The relatives of a person who has been killed sometimes argue that they can only have peace when the convicted murderer is executed. In such a case, executing a person for the sake of the relatives of the murdered victim is not a just claim whatsoever since it is based more on emotions rather than on reason.
It is true that the constitution of the United States and other countries that have death sentence have such a prison of allowing the execution of the death penalty victims. Therefore, the proponents of the death penalty argue that even the state predicts the necessity of a death penalty and hence the reason why there is such a provision.
However, it is the same constitution that has the bill of rights which protects the life of the citizens and prohibits anyone from taking the life of another person. Since the state recognizes that killing is inappropriate and crime, it does not make it lesser evil when the government conducts it (Hood pp. 112). More to that, it is so humiliating for a person to be executed as in most cases, close relatives and other interested citizens are given a chance to witness the whole process.
It is right to argue out that death penalty should be continued since there is no statistical evidence indicating that innocent victims have been convicted. However, in some of the researches that have been conducted, results have illustrated that some people are convicted unfairly.
For instance, some people who have committed serial murders have been condemned to life imprisonment while others who have even committed fewer crimes due to mental problems have been convicted with the death penalty. In that case, although there are rigorous and thorough procedures before any judgment, there is a possibility that people can be judged unfairly and when the death penalty is the punishment in place, there is no possibility of reversing the injustice since the convict will be dead already.

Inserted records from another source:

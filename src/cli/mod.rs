//! CLI command handlers for topic-cards.
//!
//! Headless, scriptable access to card style resolution, settings
//! validation and carousel planning for automation and CI.

pub mod carousel;
pub mod common;
pub mod config;
pub mod export;
pub mod resolve;
pub mod validate;

// Re-export types used by main.rs and tests
pub use carousel::CarouselArgs;
pub use common::{CliError, CliResult, ExitCode};
pub use config::ConfigArgs;
pub use export::ExportArgs;
pub use resolve::ResolveArgs;
pub use validate::ValidateArgs;
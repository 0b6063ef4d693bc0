//! Shared CLI plumbing: error type, exit codes and settings lookup.

use crate::config::Config;
use crate::constants::APP_BINARY_NAME;
use crate::models::{CategoryId, ThemeSettings};
use crate::parser::{self, settings::read_settings_file};
use std::fmt;
use std::path::{Path, PathBuf};
use tracing::debug;

/// Process exit codes.
pub struct ExitCode;

impl ExitCode {
    /// Command succeeded
    pub const SUCCESS: i32 = 0;
    /// Settings or arguments failed validation
    pub const VALIDATION: i32 = 1;
    /// A file could not be read or written
    pub const IO: i32 = 2;
}

/// Category of a CLI failure.
#[derive(Debug, Clone, Copy, PartialEq, Eq)]
pub enum CliErrorKind {
    /// Invalid input
    Validation,
    /// File system failure
    Io,
}

/// Error returned by command handlers.
#[derive(Debug, Clone, PartialEq, Eq)]
pub struct CliError {
    /// Failure category
    pub kind: CliErrorKind,
    /// Message printed to stderr
    pub message: String,
}

impl CliError {
    /// Validation failure (exit code 1).
    pub fn validation(message: impl Into<String>) -> Self {
        Self {
            kind: CliErrorKind::Validation,
            message: message.into(),
        }
    }

    /// I/O failure (exit code 2).
    pub fn io(message: impl Into<String>) -> Self {
        Self {
            kind: CliErrorKind::Io,
            message: message.into(),
        }
    }

    /// Process exit code for this error.
    pub const fn exit_code(&self) -> i32 {
        match self.kind {
            CliErrorKind::Validation => ExitCode::VALIDATION,
            CliErrorKind::Io => ExitCode::IO,
        }
    }
}

impl fmt::Display for CliError {
    fn fmt(&self, f: &mut fmt::Formatter<'_>) -> fmt::Result {
        f.write_str(&self.message)
    }
}

impl std::error::Error for CliError {}

/// Result type of command handlers.
pub type CliResult<T> = Result<T, CliError>;

/// Picks the settings file: the explicit flag, else `paths.settings` from
/// the app config.
pub fn settings_path(explicit: Option<&Path>) -> CliResult<PathBuf> {
    if let Some(path) = explicit {
        return Ok(path.to_path_buf());
    }

    let config = Config::load()
        .map_err(|e| CliError::validation(format!("Failed to load configuration: {e:#}")))?;

    config.paths.settings.ok_or_else(|| {
        CliError::validation(format!(
            "No settings file given. Use --settings or run '{APP_BINARY_NAME} config set --settings FILE'"
        ))
    })
}

/// Reads the settings file's contents.
///
/// Missing or unreadable files are I/O errors.
pub fn read_settings(explicit: Option<&Path>) -> CliResult<String> {
    let path = settings_path(explicit)?;
    debug!(path = %path.display(), "Reading settings file");
    read_settings_file(&path).map_err(|e| CliError::io(format!("{e:#}")))
}

/// Loads validated settings.
///
/// Missing files are I/O errors; invalid documents are validation errors.
pub fn load_settings(explicit: Option<&Path>) -> CliResult<ThemeSettings> {
    let content = read_settings(explicit)?;
    parser::parse_settings_str(&content).map_err(|e| CliError::validation(format!("{e:#}")))
}

/// Parses `--category` values, accepting delimited lists too.
pub fn parse_categories(values: &[String]) -> CliResult<Vec<CategoryId>> {
    let mut categories = Vec::new();

    for value in values {
        for entry in value
            .split(|c: char| c == ',' || c == '|' || c == ';' || c.is_whitespace())
            .filter(|entry| !entry.is_empty())
        {
            let id = entry
                .parse::<CategoryId>()
                .map_err(|e| CliError::validation(format!("Invalid category: {e}")))?;
            if !categories.contains(&id) {
                categories.push(id);
            }
        }
    }

    if categories.is_empty() {
        return Err(CliError::validation("At least one category is required"));
    }

    Ok(categories)
}

/// Serializes a value as pretty JSON and prints it.
pub fn print_json<T: serde::Serialize>(value: &T) -> CliResult<()> {
    let json = serde_json::to_string_pretty(value)
        .map_err(|e| CliError::io(format!("Failed to serialize JSON: {e}")))?;
    println!("{json}");
    Ok(())
}

#[cfg(test)]
mod tests {
    use super::*;

    #[test]
    fn test_exit_codes() {
        assert_eq!(CliError::validation("x").exit_code(), 1);
        assert_eq!(CliError::io("x").exit_code(), 2);
    }

    #[test]
    fn test_parse_categories() {
        let values = vec!["5".to_string(), "7|9".to_string(), "5".to_string()];
        let categories = parse_categories(&values).unwrap();
        assert_eq!(
            categories,
            vec![CategoryId::new(5), CategoryId::new(7), CategoryId::new(9)]
        );
    }

    #[test]
    fn test_parse_categories_rejects_garbage() {
        let err = parse_categories(&["abc".to_string()]).unwrap_err();
        assert_eq!(err.kind, CliErrorKind::Validation);

        assert!(parse_categories(&[]).is_err());
    }

    #[test]
    fn test_explicit_settings_path_wins() {
        let path = settings_path(Some(Path::new("custom.yml"))).unwrap();
        assert_eq!(path, PathBuf::from("custom.yml"));
    }
}
//! Data models for card styles, categories, viewports and carousels.
//!
//! This module contains the core value types used throughout the crate.
//! Models are independent of settings parsing and of the CLI.

pub mod carousel;
pub mod category;
pub mod constraints;
pub mod settings;
pub mod style_config;
pub mod variant;
pub mod viewport;

// Re-export all model types
pub use carousel::{CarouselConfig, DisplayLocation, Route};
pub use category::{CategoryId, CategorySet};
pub use constraints::{SizeConstraint, SizeConstraints};
pub use settings::ThemeSettings;
pub use style_config::{
    DefaultPolicy, Membership, StyleConfig, StyleConfigBuilder, TieBreak, ViewportRule,
};
pub use variant::Variant;
pub use viewport::Viewport;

Concluding that the death penalty is inhuman and cannot be justified does not mean that criminals who commit murder should be left free. The main concern is the fact that since the death penalty is unjust as it violates human rights, other forms of punishment should be used instead. Since justice should not be one-sided, it is crucial to focus on the crime and the convicted criminal as well.
Bearing in mind that the convicted criminal is a human being and having committed the crime does not reduce him to a lesser being, it is vital to put all factors into consideration and see to it that justice is not denied. Therefore, since the death penalty cannot be administered humanely, it cannot be justified, and that is why it ought to be discouraged.
Barnet, Sylvan and Hugo Bedau. Current Issues and Enduring Questions: A Guide to Critical Thinking and Argument, with Readings. New York: Bedford/St. Martin’s, 2010. Print.
Franck, Hans G̈oran, Klas Nyman and William Schabas. The barbaric punishment: abolishing the death penalty. Boston: Martinus Nijhoff Publishers, 2003. Print.
Hood, Roger G. The death penalty: a worldwide perspective. Oxford: Oxford University Press, 2002. Print.
Periwal, Aditya. Can Death Penalty be Ever Justified? Web.
Riley, Jim L. The Death Penalty Justified. Web.
Times Editorial. Execution Rules still Inhumane. 2007. Web.
White, Welsh S. The death penalty in the nineties: an examination of the modern system of capital punishment. Ann Arbor: University of Michigan Press, 1991. Print.